CORAGGIO. In politica la partita si chiude all'ultimo voto. Nel calendario del 2017 fitto di appuntamenti elettorali, il motivo ricorrente del populismo europeo è la certezza di avere la vittoria in tasca. Certezza o sicumera? Si temeva avvenisse in Austria e invece si è verificato esattamente il contrario con il successo del verde Van der Bellen, una speranza per l'Europa, in carica da pochi giorni. In Francia l'estrema destra e la destra, scosse dallo scandalo Fillon, non sono più così sicure di riuscire a fare saltare il banco. Dal canto suo Benoit Hammon il leader della sinistra progressista si aggiudica le primarie socialiste ispirandosi a Sanders, l'arzillo senatore del Vermont, che ha perso non per demerito suo, ma per gli errori di un partito al quale è venuto a mancare un po' di coraggio. E oggi è proprio di scelte coraggiose che si avverte il bisogno per rintuzzare l'effetto maligno e ipnotico degli incantatori di serpenti.

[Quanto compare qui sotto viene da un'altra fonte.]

// ── CatalogInstance ────────────────────────────────────────────────────────

struct InstanceInner {
    id: InstanceId,
    catalog_id: Option<String>,
    /// Present only on the primary, and only until it is unmounted.
    router: RefCell<Option<Rc<HashRouter>>>,
    store: VirtualPageStore,
    bus: EventBus,
    scheduler: Rc<dyn Scheduler>,
    view: RefCell<InstanceView>,
    /// List page to return to from the product view.
    list_page: Cell<u32>,
    subscription: Cell<Option<SubscriptionId>>,
    last_error: RefCell<Option<EngineError>>,
    data_version: Cell<u32>,
}

/// Handle to one mounted catalog widget. Clones share state.
#[derive(Clone)]
pub struct CatalogInstance {
    inner: Rc<InstanceInner>,
}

ESPEDIENTE.Già ai tempi di Peppone e Don Camillo il latinorum era motivo di accese discussioni tra i due battaglieri capi-popolo di Brescello. Se il sovente citato viaggiatore dello spazio capitasse in Italia e chiedesse lumi sul sistema elettorale, si accorgerebbe, con sua grande meraviglia, che la situazione non è poi cambiata gran che rispetto alla saga di Guareschi. Dalle risposte faticherebbe a immaginare come riesca il cittadino a districarsi nella foresta di norme tanto complicate da risultare spesso incomprensibili. Dal Mattarellum al Bersanellum, dal Porcellum al Consultellum, dal Democratellum al Tatarellum, dal Toninellum per i critici Complicatellum, ogni stagione è stata tutto un fiorire di sigle che non esistono in nessun altro Paese. L'impressione è che il ricorso al latino sia soltanto un espediente per aggirare l'unica domanda che davvero conta. Questa: una legge elettorale con un nome normale sarebbe chiedere troppo?